Ma forse quello che più emoziona ed avvicina al mondo ed al mistero della pittura di Tofanelli è quello che traspare da un racconto di Antonio Tabucchi ispirato proprio ad una sua opera, in cui la “lettura” del quadro diviene una realtà sospesa, ignota, forse mai esistita, a metà fra il sogno e la musica.
Da “Racconti con figure” di Antonio Tabucchi, Sellerio Editore, Palermo, 2011
Prefazione:
“Spesso la pittura ha mosso la mia penna. Se in un lontano pomeriggio del 1970 non fossi entrato al Prado e non fossi rimasto “prigioniero” davanti a Las Meninas di Velazques, incapace di uscire dalla sala fino alla chiusura del museo, non avrei mai scritto Il gioco del rovescio. Lo stesso vale per l’enorme suggestione provata da bambino davanti agli affreschi del Convento di San Marco, rivisitati spesso da adulto, che un bel giorno ritornò con prepotenza sbucando nelle pagine de I volatili del Beato Angelico”.
Dalla suggestione di un’immagine, soprattutto dalla pittura, nascono questi racconti di Tabucchi. Ma a sua volta il racconto sembra catturare in un’altra dimensione le figure che lo provocano: è quella contea fantastica dove, come scrisse Leopardi, “l’amina immagina quello che non vede”. Così le figure sembrano risvegliarsi dalla loro immobilità, acquistano vita, da immagini diventano personaggi e interpreti delle loro storie…
Una finestra sull’ignoto
(scritto per l’opera “Presto o tardi” di Alessandro Tofanelli)

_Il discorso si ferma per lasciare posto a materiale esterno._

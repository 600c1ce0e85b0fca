//! # Balance HAL Library
//!
//! Pluggable hardware backends for the balance controller. Drivers implement
//! the `HalDriver` trait defined in `balance_common::hal::driver` and hand
//! out one collaborator per peripheral.
//!
//! # Module Structure
//!
//! - [`driver_registry`] - Driver factory registration
//! - [`drivers`] - HAL driver implementations
//!
//! # Architecture
//!
//! ```text
//! ┌──────────────────────────────────────────────────────────────┐
//! │                        balance_hal                           │
//! │  ┌──────────────────┐        ┌────────────────────────────┐  │
//! │  │ Driver Registry  │──────► │ HalDriver::init()          │  │
//! │  │ name → factory   │        │   → HalHandles             │  │
//! │  └──────────────────┘        │     imu / encoders /       │  │
//! │                              │     motors / voltage /     │  │
//! │                              │     button / leds          │  │
//! │                              └────────────────────────────┘  │
//! └──────────────────────────────────────────────────────────────┘
//! ```

#![warn(missing_docs)]

pub mod driver_registry;
pub mod drivers;

pub use crate::driver_registry::DriverRegistry;
pub use crate::drivers::builtin_registry;
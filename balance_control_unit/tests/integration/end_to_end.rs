//! Integration test: a held-upright run at 100 Hz with the default loops.

use balance_common::control_unit::state::ControlState;
use balance_control_unit::control::outer::OuterLoopTask;
use balance_control_unit::cycle::TickOutcome;

use super::{Harness, test_config};

#[test]
fn small_tilt_oscillation_stays_engaged_and_in_clamps() {
    let mut h = Harness::running_at(test_config(), 0.0);
    let mut outer = OuterLoopTask::new(&h.config);
    let decimation = h.config.rates.fast_hz / h.config.rates.outer_hz;
    let max_steer = h.config.steering.max_input;
    let epoch = h.engage();

    for k in 0..200u32 {
        let tilt = if k % 2 == 0 { 0.01 } else { -0.01 };
        match h.tick(tilt) {
            TickOutcome::Driven { left, right } => {
                assert!(left.abs() <= 1.0 && right.abs() <= 1.0, "tick {k}");
            }
            other => panic!("tick {k}: expected drive, got {other:?}"),
        }
        if k % decimation == 0 {
            outer.run_once(&h.shared);
        }

        let o = h.shared.orientation();
        assert!(o.d3_output.abs() <= max_steer);
        assert!(o.d1_output.abs() < h.config.inner.saturation_threshold, "tick {k}");
        let sp = h.shared.setpoint();
        assert!(sp.tilt.abs() <= h.config.outer.theta_ref_max);
        assert_eq!(sp.control, ControlState::Engaged);
        assert_eq!(sp.engage_epoch, epoch);
    }
    assert!(h.rig.enabled());
}
//! # Balance Control Unit Library
//!
//! Real-time balance controller for a two-wheeled inverted-pendulum robot.
//! One IMU sample per fast tick drives the estimator, the supervisor gates,
//! the tilt loop and the steering loop; the position loop and the auxiliary
//! monitors run in their own slower contexts.
//!
//! ## Control Hierarchy
//!
//! 1. **RunState**: process lifecycle (UNINITIALIZED, RUNNING, PAUSED, EXITING)
//! 2. **ControlState**: engaged/disengaged, owned by the [`supervisor`]
//! 3. **D2** (outer): progression error → tilt setpoint
//! 4. **D1** (inner): tilt error → drive command
//! 5. **D3** (steering): heading error → differential correction
//!
//! ## Zero-Allocation Fast Tick
//!
//! Every filter runs over fixed-capacity delay lines allocated at startup.
//! The fast tick performs no heap allocation and no blocking I/O.

pub mod battery;
pub mod button;
pub mod control;
pub mod cycle;
pub mod error;
pub mod safety;
pub mod scheduler;
pub mod state;
pub mod status;
pub mod supervisor;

Perché era andato ad abitare lì? Non lo sapeva. O meglio, lo sapeva. A causa di un paesaggio che gli avrebbe fatto abbandonare l’inquietudine: grandi spazi, campagne, silenzi, le case di una volta, quando le case erano case e dentro, con le persone, c’erano gli arnesi, gli attrezzi, tutto quello che serviva alla vita di ogni giorno e che si svolgeva intorno, vicino alle case dove si stava.

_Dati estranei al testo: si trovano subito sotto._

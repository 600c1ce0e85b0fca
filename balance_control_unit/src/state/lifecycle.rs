//! RunState transitions.
//!
//! Uninitialized → Running ↔ Paused, and any state → Exiting (terminal).

use balance_common::control_unit::state::RunState;

/// Result of a RunState transition attempt.
#[derive(Debug, Clone, PartialEq, Eq)]
pub enum TransitionResult {
    /// Transition succeeded, carrying the new state.
    Ok(RunState),
    /// Transition rejected, with the reason.
    Rejected(&'static str),
}

/// Lifecycle event that can trigger a state transition.
#[derive(Debug, Clone, Copy, PartialEq, Eq)]
pub enum LifecycleEvent {
    /// Hardware up and IMU settled.
    InitComplete,
    /// Short button press.
    PauseToggle,
    /// Long button press or process signal.
    Exit,
}

/// Compute the successor of `state` under `event`.
pub fn next_state(state: RunState, event: LifecycleEvent) -> TransitionResult {
    use LifecycleEvent::*;
    use RunState::*;

    let next = match (state, event) {
        (Exiting, _) => return TransitionResult::Rejected("already exiting"),
        (_, Exit) => Exiting,
        (Uninitialized, InitComplete) => Running,
        (Running, PauseToggle) => Paused,
        (Paused, PauseToggle) => Running,
        (Uninitialized, PauseToggle) => return TransitionResult::Rejected("not initialized"),
        (_, InitComplete) => return TransitionResult::Rejected("already initialized"),
    };
    TransitionResult::Ok(next)
}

Però un giorno era venuto l’architetto, un suo amico, bravo architetto nelle grandi città dove si costruiscono grandi edifici di vetro e di acciaio, bellissimi a vedersi, e gli aveva detto: “ Questa è una parete che ti nasconde il paesaggio, devi aprirci una finestra, sarà come un quadro dentro la tua casa, ma un quadro naturale nella cui cornice accogli la natura, perché la natura devi lasciarla entrare dalle finestre, non puoi vietarla con un muro”. E disegnando con il gesto delle braccia un’immaginaria finestra in quella parete di cucina dove c’erano le mensole con il sale e il pepe e l’olio e le pentole appese a un chiodo, aveva continuato: “Via tutto questo vecchiume, lo sposti nella madia o nella credenza: sotto la finestra ti ci faccio una mensola di travertino, ci posi una ciotola, due mele o due arance, come se fosse un piccolo altare di campagna, un’umile natura morta che accompagna la maestosa umiltà del paesaggio”.
E lui aveva osato replicare: “No, di travertino no, ti prego, non voglio del travertino in casa mia”.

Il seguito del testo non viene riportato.